Paragon’s UI has a clearer interface than a lot of other disc management computer programs, like ACronis Disk Director Suite 10 and Easus Partition Manager Professional 5.  The Express Interface navigates the user to particular tasks, including either expanding your existing partitions or splitting  them; clearing information from either your partitions or the free space available on your hard drive; and creating backups of emails; important documents; and even entire drives to archive files.  It also allows for the installation of an advanced boot manager, which allows you to boot both Windows and Linux very easily on the same disc.  These tasks can all be performed in conjunction with other tools, some of which are even available free of charge, but the clearness and dependability of the Paragon wizards make it worth the cost.
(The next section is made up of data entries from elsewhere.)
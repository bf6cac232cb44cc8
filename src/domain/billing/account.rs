//! BillingAccount aggregate.
//!
//! Exactly one per landlord, created at onboarding and never deleted.
//! Written only by the reconciler applying provider events; read by the
//! entitlement gate and billing-display routes. All mutators are full
//! overwrites of the derived fields so that replayed or reordered
//! deliveries converge on the provider's latest truth.

use serde::{Deserialize, Serialize};

use crate::domain::foundation::{LandlordId, Timestamp};

use super::status::BillingStatus;

/// A landlord's locally cached subscription state.
#[derive(Debug, Clone, PartialEq, Eq, Serialize, Deserialize)]
pub struct BillingAccount {
    pub landlord_id: LandlordId,

    /// Provider customer id, set by the first completed checkout.
    pub external_customer_id: Option<String>,

    /// Provider subscription id. A landlord who cancels and later
    /// re-subscribes gets a fresh id, which is why subscription events
    /// are looked up by customer id instead.
    pub external_subscription_id: Option<String>,

    pub status: BillingStatus,

    /// End of the current paid period, when known.
    pub current_period_end: Option<Timestamp>,

    /// Promotional trial flag, independent of provider-side trials.
    pub trial_active: bool,
    pub trial_end: Option<Timestamp>,

    pub created_at: Timestamp,
    pub updated_at: Timestamp,
}

impl BillingAccount {
    /// Creates the default account for a newly onboarded landlord.
    ///
    /// `trial_days == 0` disables the promotional trial and the account
    /// starts with no subscription state at all.
    pub fn provision(landlord_id: LandlordId, trial_days: i64, now: Timestamp) -> Self {
        let (status, trial_active, trial_end) = if trial_days > 0 {
            (BillingStatus::Trialing, true, Some(now.add_days(trial_days)))
        } else {
            (BillingStatus::None, false, None)
        };

        Self {
            landlord_id,
            external_customer_id: None,
            external_subscription_id: None,
            status,
            current_period_end: None,
            trial_active,
            trial_end,
            created_at: now,
            updated_at: now,
        }
    }

    /// Applies a completed checkout: attach provider ids when not already
    /// attached. Status is deliberately untouched; the subscription event
    /// the provider sends alongside is authoritative for it.
    pub fn attach_checkout(
        &mut self,
        customer_id: &str,
        subscription_id: Option<&str>,
        now: Timestamp,
    ) {
        if self.external_customer_id.is_none() {
            self.external_customer_id = Some(customer_id.to_string());
        }
        if self.external_subscription_id.is_none() {
            if let Some(sub) = subscription_id {
                self.external_subscription_id = Some(sub.to_string());
            }
        }
        self.updated_at = now;
    }

    /// Applies a subscription snapshot: full overwrite of status and the
    /// subscription id; the period end is only overwritten when the event
    /// carries a value, so a stale or partial event cannot erase it.
    pub fn apply_subscription_state(
        &mut self,
        subscription_id: &str,
        status: BillingStatus,
        period_end: Option<Timestamp>,
        now: Timestamp,
    ) {
        self.external_subscription_id = Some(subscription_id.to_string());
        self.status = status;
        if period_end.is_some() {
            self.current_period_end = period_end;
        }
        self.updated_at = now;
    }

    /// Applies a subscription removal.
    pub fn mark_canceled(&mut self, now: Timestamp) {
        self.status = BillingStatus::Canceled;
        self.updated_at = now;
    }

    /// Whether the promotional trial currently grants access.
    pub fn promo_active(&self, now: Timestamp) -> bool {
        self.trial_active
            && self
                .trial_end
                .map(|end| !end.is_before(&now))
                .unwrap_or(false)
    }

    /// The entitlement computation: a paid subscription (including one
    /// pending cancellation) or an unexpired promotional trial.
    pub fn is_entitled(&self, now: Timestamp) -> bool {
        self.status.is_paid_active() || self.promo_active(now)
    }
}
Users that are more advanced will probably favor the more conventional hard disc management dialog, composed of a tree type diagram that displays the structure of your disk at the top of the screen along with a diagram in the style of a graph along the bottom.  You are able to select a partition here, by right clicking on it, and then select one of an immense amount and mixture of tasks, with basic choices like either testing a partition or renaming it, combined with more esoteric kinds like altering the particular edition of the NTFS file system in use on a partition in Windows. A partition explorer allows you to pull files out of external discs, or from the types of partitions that are generally concealed from Windows.  For the really brave, and highly skilled, there is a direct disc editor, which will allow you to alter the existent bytes on your disk.  There is also a menu item which will allow you to burn a CD that is bootable, carrying a similar group of tools that you would be able to use should your system become too badly damaged which will permit you to boot directly into Windows.